Morgan’s presentation will be followed by Dr Justine Reise, department of vascular surgery, London, UK, who will present one of the highlights of the Nursing Course, an overview of the Mild-to-Moderate Intermittent Claudication (MIMIC) trials. The trials are funded by the Camelia Botnar Arterial Research Foundation with contributions from Bard, Boston Scientific and Cook. The MIMIC trials aim to determine whether angioplasty offers adjuvant benefit over best medical treatment and supervised exercise training in mild-to-moderate claudicants. There is currently no evidence of efficacy of angioplasty in either the femoro-popliteal or aorto-iliac segments over and above supervised exercise training. The MIMIC trials include patients with intermittent claudication (i.e. pain on walking with ABPI < 0.9 or ABPI > 0.9) with positive stress test, with all patients having undergone an assessment by Duplex mapping or diagnostic arteriography.
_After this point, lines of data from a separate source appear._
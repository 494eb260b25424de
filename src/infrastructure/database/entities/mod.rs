//! Database entities module

pub mod export_task;
pub mod lot;
pub mod reminder_log;
pub mod reservation;
pub mod spot;
pub mod usage_log;
pub mod user;

pub use export_task::Entity as ExportTask;
pub use lot::Entity as Lot;
pub use reminder_log::Entity as ReminderLog;
pub use reservation::Entity as Reservation;
pub use spot::Entity as Spot;
pub use usage_log::Entity as UsageLog;
pub use user::Entity as User;
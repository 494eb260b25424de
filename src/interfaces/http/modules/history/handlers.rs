//! History REST API handlers

use axum::{extract::State, http::StatusCode, Extension, Json};

use super::dto::{HistoryEntryResponse, SummaryResponse};
use crate::interfaces::http::common::{error_response, ApiResponse};
use crate::interfaces::http::middleware::AuthenticatedUser;
use crate::interfaces::http::router::ApiState;

#[utoipa::path(
    get,
    path = "/api/v1/history",
    tag = "History",
    security(("bearer_auth" = [])),
    responses(
        (status = 200, description = "Open sessions and completed episodes, newest first", body = ApiResponse<Vec<HistoryEntryResponse>>)
    )
)]
pub async fn get_history(
    State(state): State<ApiState>,
    Extension(user): Extension<AuthenticatedUser>,
) -> Result<Json<ApiResponse<Vec<HistoryEntryResponse>>>, (StatusCode, Json<ApiResponse<()>>)> {
    let rows = state
        .history
        .history_for(&user.caller())
        .await
        .map_err(error_response)?;
    Ok(Json(ApiResponse::success(
        rows.into_iter().map(Into::into).collect(),
    )))
}

#[utoipa::path(
    get,
    path = "/api/v1/summary",
    tag = "History",
    security(("bearer_auth" = [])),
    responses(
        (status = 200, description = "Aggregated usage of the caller", body = ApiResponse<SummaryResponse>)
    )
)]
pub async fn get_summary(
    State(state): State<ApiState>,
    Extension(user): Extension<AuthenticatedUser>,
) -> Result<Json<ApiResponse<SummaryResponse>>, (StatusCode, Json<ApiResponse<()>>)> {
    let summary = state
        .history
        .summary_for(&user.caller())
        .await
        .map_err(error_response)?;
    Ok(Json(ApiResponse::success(summary.into())))
}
In the trial all suitable patients (n=128) received best medical treatment and supervised exercise and half were also randomised balloon angioplasty. Patients were divided into two groups according to site of disease: aorto-iliac (n=35) or femoro-popliteal (n=93). The primary endpoint is absolute walking distance (AWD) on a fixed load treadmill at two years. Secondary endpoints include: quality of life – disease specific (Charing Cross Claudication Questionnaire) and Generic (EuroQol and SF-36), patency and revascularisation rates.
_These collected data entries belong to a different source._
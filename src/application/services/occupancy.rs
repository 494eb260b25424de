//! Occupancy engine: the Available ⇄ Occupied state machine with its
//! reservation and usage-log bookkeeping.
//!
//! Each operation computes the transition against a snapshot and commits
//! it through a guarded storage call; the guard re-checks the spot state
//! inside one transaction, so concurrent writers on the same spot resolve
//! to exactly one winner. Cache invalidation and notification enqueue
//! happen after commit and never fail the operation.

use std::sync::Arc;
use std::time::Duration;

use chrono::{DateTime, Utc};
use tracing::info;

use crate::domain::{
    close_reservation, Caller, DomainError, DomainResult, Reservation, Storage,
};
use crate::infrastructure::cache::{CacheEntity, CacheLayer};
use crate::notifications::events::{SpotOccupiedEvent, SpotReleasedEvent};
use crate::notifications::{Dispatcher, Event};

/// Confirmation returned by a successful occupy.
#[derive(Debug, Clone)]
pub struct OccupancyTicket {
    pub reservation_id: i64,
    pub lot_id: i64,
    pub slot_number: i32,
    pub started_at: DateTime<Utc>,
}

/// Billing receipt returned by a successful release.
#[derive(Debug, Clone)]
pub struct ReleaseReceipt {
    pub reservation_id: i64,
    pub lot_id: i64,
    pub slot_number: i32,
    pub entered_at: DateTime<Utc>,
    pub exited_at: DateTime<Utc>,
    pub duration_hours: f64,
    pub cost: f64,
}

/// Service driving spot occupancy transitions.
pub struct OccupancyService {
    storage: Arc<dyn Storage>,
    cache: CacheLayer,
    dispatcher: Dispatcher,
}

impl OccupancyService {
    pub fn new(storage: Arc<dyn Storage>, cache: CacheLayer, dispatcher: Dispatcher) -> Self {
        Self {
            storage,
            cache,
            dispatcher,
        }
    }

    /// Occupy a slot, creating an open reservation.
    ///
    /// Valid only from Available; a spot already occupied (or grabbed by a
    /// concurrent caller between snapshot and commit) fails with
    /// `Conflict`.
    pub async fn occupy(
        &self,
        caller: &Caller,
        lot_id: i64,
        slot_number: i32,
        vehicle_id: &str,
    ) -> DomainResult<OccupancyTicket> {
        let (user_id, username) = caller.require_user()?;
        let vehicle_id = vehicle_id.trim();
        if vehicle_id.is_empty() {
            return Err(DomainError::Validation("vehicle id is required".into()));
        }

        let lot = self
            .storage
            .get_lot(lot_id)
            .await?
            .ok_or_else(|| DomainError::not_found("Lot", "id", lot_id))?;
        let spot = self
            .storage
            .find_spot(lot.id, slot_number)
            .await?
            .ok_or_else(|| DomainError::not_found("Spot", "number", slot_number))?;

        let now = Utc::now();
        let mut after = spot.clone();
        after.occupy(user_id, username, vehicle_id, now)?;

        let reservation = self
            .storage
            .apply_occupy(after, Reservation::open(spot.id, user_id, now))
            .await?;

        info!(
            lot_id,
            slot_number,
            reservation_id = reservation.id,
            user = username,
            "slot occupied"
        );

        self.cache
            .invalidate(&[
                CacheEntity::Lot(lot_id),
                CacheEntity::User(user_id.to_string()),
                CacheEntity::AdminSummary,
            ])
            .await;
        self.dispatcher.enqueue(
            Event::SpotOccupied(SpotOccupiedEvent {
                lot_id,
                spot_id: spot.id,
                slot_number,
                user_id: user_id.to_string(),
                vehicle_id: vehicle_id.to_string(),
                reservation_id: reservation.id,
                timestamp: now,
            }),
            Duration::ZERO,
        );

        Ok(OccupancyTicket {
            reservation_id: reservation.id,
            lot_id,
            slot_number,
            started_at: now,
        })
    }

    /// Release a slot: close its reservation, write the usage-log entry
    /// and reset the spot, all as one atomic unit.
    ///
    /// Only the current occupant may release; a missing open reservation
    /// for an occupied spot is `NotFound`.
    pub async fn release(
        &self,
        caller: &Caller,
        lot_id: i64,
        slot_number: i32,
    ) -> DomainResult<ReleaseReceipt> {
        let (user_id, _) = caller.require_user()?;

        let lot = self
            .storage
            .get_lot(lot_id)
            .await?
            .ok_or_else(|| DomainError::not_found("Lot", "id", lot_id))?;
        let spot = self
            .storage
            .find_spot(lot.id, slot_number)
            .await?
            .ok_or_else(|| DomainError::not_found("Spot", "number", slot_number))?;

        // transition first: not-occupied is Conflict, wrong occupant is
        // Forbidden, both checked against the stored occupant identity
        let mut after = spot.clone();
        let entered_at = after.release(user_id)?;

        let reservation = self
            .storage
            .find_open_reservation(spot.id)
            .await?
            .ok_or_else(|| DomainError::not_found("Reservation", "spot_id", spot.id))?;

        let exited_at = Utc::now();
        let vehicle_id = spot.vehicle_id.clone().unwrap_or_default();
        let (closed, entry) = close_reservation(
            reservation,
            lot_id,
            &vehicle_id,
            entered_at,
            exited_at,
            lot.hourly_price,
        );
        let reservation_id = closed.id;

        let entry = self.storage.apply_release(after, closed, entry).await?;

        info!(
            lot_id,
            slot_number,
            reservation_id,
            cost = entry.cost,
            hours = entry.duration_hours,
            "slot released"
        );

        self.cache
            .invalidate(&[
                CacheEntity::Lot(lot_id),
                CacheEntity::User(user_id.to_string()),
                CacheEntity::AdminSummary,
            ])
            .await;
        self.dispatcher.enqueue(
            Event::SpotReleased(SpotReleasedEvent {
                lot_id,
                spot_id: spot.id,
                slot_number,
                user_id: user_id.to_string(),
                duration_hours: entry.duration_hours,
                cost: entry.cost,
                timestamp: exited_at,
            }),
            Duration::ZERO,
        );

        Ok(ReleaseReceipt {
            reservation_id,
            lot_id,
            slot_number,
            entered_at,
            exited_at,
            duration_hours: entry.duration_hours,
            cost: entry.cost,
        })
    }
}

// ── Tests ──────────────────────────────────────────────────────

#[cfg(test)]
mod tests {
    use super::*;
    use crate::domain::{Lot, Spot, SpotStatus};
    use crate::infrastructure::storage::InMemoryStorage;
    use crate::notifications::create_event_bus;

    async fn service_with_lot() -> (OccupancyService, Arc<InMemoryStorage>, i64) {
        let storage = Arc::new(InMemoryStorage::new());
        let lot = storage
            .insert_lot_with_spots(
                Lot::new("Central", "1 Main St", "110001", 10.0, 3),
                (1..=3).map(|n| Spot::available(0, n)).collect(),
            )
            .await
            .unwrap();
        let service = OccupancyService::new(
            storage.clone(),
            CacheLayer::disabled(),
            Dispatcher::new(create_event_bus()),
        );
        (service, storage, lot.id)
    }

    #[tokio::test]
    async fn occupy_creates_open_reservation() {
        let (service, storage, lot_id) = service_with_lot().await;
        let caller = Caller::user("u1", "alice");

        let ticket = service
            .occupy(&caller, lot_id, 1, "KA-01-1234")
            .await
            .unwrap();

        let spot = storage.find_spot(lot_id, 1).await.unwrap().unwrap();
        assert_eq!(spot.status, SpotStatus::Occupied);
        assert_eq!(spot.occupant_id.as_deref(), Some("u1"));

        let reservation = storage
            .get_reservation(ticket.reservation_id)
            .await
            .unwrap()
            .unwrap();
        assert!(reservation.is_open());
        assert_eq!(reservation.user_id, "u1");
    }

    #[tokio::test]
    async fn occupy_occupied_slot_is_conflict() {
        let (service, _, lot_id) = service_with_lot().await;
        service
            .occupy(&Caller::user("u1", "alice"), lot_id, 1, "V-1")
            .await
            .unwrap();

        let err = service
            .occupy(&Caller::user("u2", "bob"), lot_id, 1, "V-2")
            .await
            .unwrap_err();
        assert!(matches!(err, DomainError::Conflict(_)));
    }

    #[tokio::test]
    async fn concurrent_occupy_has_exactly_one_winner() {
        let (service, _, lot_id) = service_with_lot().await;
        let alice = Caller::user("u1", "alice");
        let bob = Caller::user("u2", "bob");

        let (a, b) = tokio::join!(
            service.occupy(&alice, lot_id, 2, "V-1"),
            service.occupy(&bob, lot_id, 2, "V-2"),
        );

        assert_eq!(a.is_ok() as u8 + b.is_ok() as u8, 1);
        let loser = if a.is_ok() { b } else { a };
        assert!(matches!(loser.unwrap_err(), DomainError::Conflict(_)));
    }

    #[tokio::test]
    async fn occupy_missing_slot_is_not_found() {
        let (service, _, lot_id) = service_with_lot().await;
        let err = service
            .occupy(&Caller::user("u1", "alice"), lot_id, 99, "V-1")
            .await
            .unwrap_err();
        assert!(matches!(err, DomainError::NotFound { .. }));
    }

    #[tokio::test]
    async fn occupy_requires_sign_in_and_vehicle() {
        let (service, _, lot_id) = service_with_lot().await;
        assert!(matches!(
            service.occupy(&Caller::Anonymous, lot_id, 1, "V-1").await,
            Err(DomainError::Unauthorized(_))
        ));
        assert!(matches!(
            service
                .occupy(&Caller::user("u1", "alice"), lot_id, 1, "  ")
                .await,
            Err(DomainError::Validation(_))
        ));
    }

    #[tokio::test]
    async fn release_bills_minimum_hour_and_frees_spot() {
        let (service, storage, lot_id) = service_with_lot().await;
        let caller = Caller::user("u1", "alice");
        let ticket = service.occupy(&caller, lot_id, 1, "V-1").await.unwrap();

        let receipt = service.release(&caller, lot_id, 1).await.unwrap();

        // sub-second session clamps to the one-hour floor at $10/h
        assert_eq!(receipt.duration_hours, 1.0);
        assert_eq!(receipt.cost, 10.0);
        assert_eq!(receipt.reservation_id, ticket.reservation_id);

        let spot = storage.find_spot(lot_id, 1).await.unwrap().unwrap();
        assert_eq!(spot.status, SpotStatus::Available);
        assert!(spot.vehicle_id.is_none());

        let reservation = storage
            .get_reservation(ticket.reservation_id)
            .await
            .unwrap()
            .unwrap();
        assert!(!reservation.is_open());
        assert_eq!(reservation.cost, Some(10.0));

        let usage = storage.list_usage_for_user("u1").await.unwrap();
        assert_eq!(usage.len(), 1);
        assert_eq!(usage[0].cost, 10.0);
        assert_eq!(usage[0].remarks, "auto-logged on release");
    }

    #[tokio::test]
    async fn release_by_non_occupant_is_forbidden() {
        let (service, storage, lot_id) = service_with_lot().await;
        service
            .occupy(&Caller::user("u1", "alice"), lot_id, 1, "V-1")
            .await
            .unwrap();

        let err = service
            .release(&Caller::user("u2", "bob"), lot_id, 1)
            .await
            .unwrap_err();
        assert!(matches!(err, DomainError::Forbidden(_)));

        // nothing changed
        let spot = storage.find_spot(lot_id, 1).await.unwrap().unwrap();
        assert!(spot.is_occupied());
        assert!(storage.list_usage_for_user("u1").await.unwrap().is_empty());
    }

    #[tokio::test]
    async fn release_available_slot_is_conflict() {
        let (service, _, lot_id) = service_with_lot().await;
        let err = service
            .release(&Caller::user("u1", "alice"), lot_id, 1)
            .await
            .unwrap_err();
        assert!(matches!(err, DomainError::Conflict(_)));
    }

    #[tokio::test]
    async fn released_slot_can_be_occupied_again() {
        let (service, _, lot_id) = service_with_lot().await;
        let caller = Caller::user("u1", "alice");
        service.occupy(&caller, lot_id, 1, "V-1").await.unwrap();
        service.release(&caller, lot_id, 1).await.unwrap();

        let second = service.occupy(&caller, lot_id, 1, "V-1").await.unwrap();
        assert!(second.reservation_id > 0);
    }
}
After lunch, the programme will move on to a topic that is very much in the public eye at the moment, methicillin-resistant staphylococcus aureus (MRSA). Shelagh Murray, London, UK, will talk about methods of reducing MRSA in the vascular surgery ward. Maintaining the theme of infection control, Keith Cutting, Chalfort St Giles, UK, will provide criteria for control of infection in lower limb wounds.
The next presentation involves two of the crucial trials of the past few years, namely the UK EndoVascular Aneurysm Repair (EVAR) trials. Louise Brown, London, UK, will assess the results so far and provide the audience with clinical updates. Thus far, the interpretation of EVAR 1 has shown that endovascular aneurysm repair in fit patients had an ongoing 3% better aneurysm-related survival than open repair but no demonstrable all-cause mortality or HRQL benefit. The continuing need for interventions necessitates ongoing surveillance, which leads to marginally increased costs. However, longer term follow-up for detailed cost-effectiveness evaluation is underway.
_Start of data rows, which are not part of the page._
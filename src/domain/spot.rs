//! Parking spot domain entity and its occupancy state machine.
//!
//! A spot is either `Available` or `Occupied`; the only transitions are
//! occupy (Available → Occupied) and release (Occupied → Available).
//! There is no "reserved but not parked" intermediate state.

use chrono::{DateTime, Utc};
use serde::{Deserialize, Serialize};

use super::{DomainError, DomainResult};

/// Occupancy status of a spot
#[derive(Debug, Clone, Copy, PartialEq, Eq, Serialize, Deserialize)]
pub enum SpotStatus {
    Available,
    Occupied,
}

impl SpotStatus {
    pub fn as_str(&self) -> &'static str {
        match self {
            Self::Available => "A",
            Self::Occupied => "O",
        }
    }

    pub fn from_str(s: &str) -> Self {
        match s {
            "O" => Self::Occupied,
            _ => Self::Available,
        }
    }
}

impl Default for SpotStatus {
    fn default() -> Self {
        Self::Available
    }
}

impl std::fmt::Display for SpotStatus {
    fn fmt(&self, f: &mut std::fmt::Formatter<'_>) -> std::fmt::Result {
        write!(f, "{}", self.as_str())
    }
}

/// One physical parking space within a lot.
///
/// Slot numbers within a lot form a contiguous 1..N range; renumbering
/// restores the invariant after any insertion or deletion.
#[derive(Debug, Clone, PartialEq, Serialize, Deserialize)]
pub struct Spot {
    pub id: i64,
    pub lot_id: i64,
    /// 1-based slot number, unique within the lot
    pub number: i32,
    pub status: SpotStatus,
    pub vehicle_id: Option<String>,
    /// Identity of the occupying user, checked on release
    pub occupant_id: Option<String>,
    pub occupant_name: Option<String>,
    pub occupied_since: Option<DateTime<Utc>>,
}

impl Spot {
    pub fn available(lot_id: i64, number: i32) -> Self {
        Self {
            id: 0,
            lot_id,
            number,
            status: SpotStatus::Available,
            vehicle_id: None,
            occupant_id: None,
            occupant_name: None,
            occupied_since: None,
        }
    }

    pub fn is_occupied(&self) -> bool {
        self.status == SpotStatus::Occupied
    }

    /// Transition Available → Occupied.
    pub fn occupy(
        &mut self,
        user_id: &str,
        display_name: &str,
        vehicle_id: &str,
        now: DateTime<Utc>,
    ) -> DomainResult<()> {
        if self.is_occupied() {
            return Err(DomainError::Conflict(format!(
                "slot {} is already occupied",
                self.number
            )));
        }
        self.status = SpotStatus::Occupied;
        self.vehicle_id = Some(vehicle_id.to_string());
        self.occupant_id = Some(user_id.to_string());
        self.occupant_name = Some(display_name.to_string());
        self.occupied_since = Some(now);
        Ok(())
    }

    /// Transition Occupied → Available.
    ///
    /// Only the stored occupant may release; returns the occupation start
    /// time for usage accounting.
    pub fn release(&mut self, user_id: &str) -> DomainResult<DateTime<Utc>> {
        if !self.is_occupied() {
            return Err(DomainError::Conflict(format!(
                "slot {} is not occupied",
                self.number
            )));
        }
        if self.occupant_id.as_deref() != Some(user_id) {
            return Err(DomainError::Forbidden(
                "only the current occupant may release this slot".into(),
            ));
        }
        let since = self.occupied_since.ok_or_else(|| {
            DomainError::Storage(format!("occupied slot {} has no start time", self.number))
        })?;

        self.status = SpotStatus::Available;
        self.vehicle_id = None;
        self.occupant_id = None;
        self.occupant_name = None;
        self.occupied_since = None;
        Ok(since)
    }
}

// ── Tests ──────────────────────────────────────────────────────

#[cfg(test)]
mod tests {
    use super::*;

    fn occupied_spot() -> Spot {
        let mut s = Spot::available(1, 3);
        s.occupy("u1", "alice", "KA-01-1234", Utc::now()).unwrap();
        s
    }

    #[test]
    fn occupy_sets_all_occupancy_fields() {
        let s = occupied_spot();
        assert!(s.is_occupied());
        assert_eq!(s.vehicle_id.as_deref(), Some("KA-01-1234"));
        assert_eq!(s.occupant_id.as_deref(), Some("u1"));
        assert_eq!(s.occupant_name.as_deref(), Some("alice"));
        assert!(s.occupied_since.is_some());
    }

    #[test]
    fn occupy_occupied_spot_is_conflict() {
        let mut s = occupied_spot();
        let err = s.occupy("u2", "bob", "KA-02-0001", Utc::now()).unwrap_err();
        assert!(matches!(err, DomainError::Conflict(_)));
        // first occupant untouched
        assert_eq!(s.occupant_id.as_deref(), Some("u1"));
    }

    #[test]
    fn release_clears_occupancy_and_returns_start() {
        let mut s = occupied_spot();
        let since = s.occupied_since.unwrap();
        let returned = s.release("u1").unwrap();
        assert_eq!(returned, since);
        assert!(!s.is_occupied());
        assert!(s.vehicle_id.is_none());
        assert!(s.occupant_id.is_none());
        assert!(s.occupant_name.is_none());
        assert!(s.occupied_since.is_none());
    }

    #[test]
    fn release_by_non_occupant_is_forbidden() {
        let mut s = occupied_spot();
        let err = s.release("u2").unwrap_err();
        assert!(matches!(err, DomainError::Forbidden(_)));
        assert!(s.is_occupied());
    }

    #[test]
    fn release_available_spot_is_conflict() {
        let mut s = Spot::available(1, 1);
        assert!(matches!(s.release("u1"), Err(DomainError::Conflict(_))));
    }

    #[test]
    fn status_roundtrip() {
        assert_eq!(SpotStatus::from_str("A"), SpotStatus::Available);
        assert_eq!(SpotStatus::from_str("O"), SpotStatus::Occupied);
        assert_eq!(SpotStatus::from_str("junk"), SpotStatus::Available);
        assert_eq!(SpotStatus::Occupied.to_string(), "O");
    }
}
Whereas in EVAR 2, unfit patients do not appear to benefit from the implantation of an endovascular aneurysm repair device. In fact, they are disadvantaged with the need for continual surveillance and secondary interventions and this greatly increases costs. Thus, in these sick patients the emphasis has shifted towards improving patient fitness before considering EVAR, particularly in terms of cardiac, respiratory and renal function. This promises to be a fascinating presentation.
The final lecture of the course is delivered by Georgie Dwight, London, UK, who will examine the factors affecting nursing recruitment and what can be done to improve the current situation.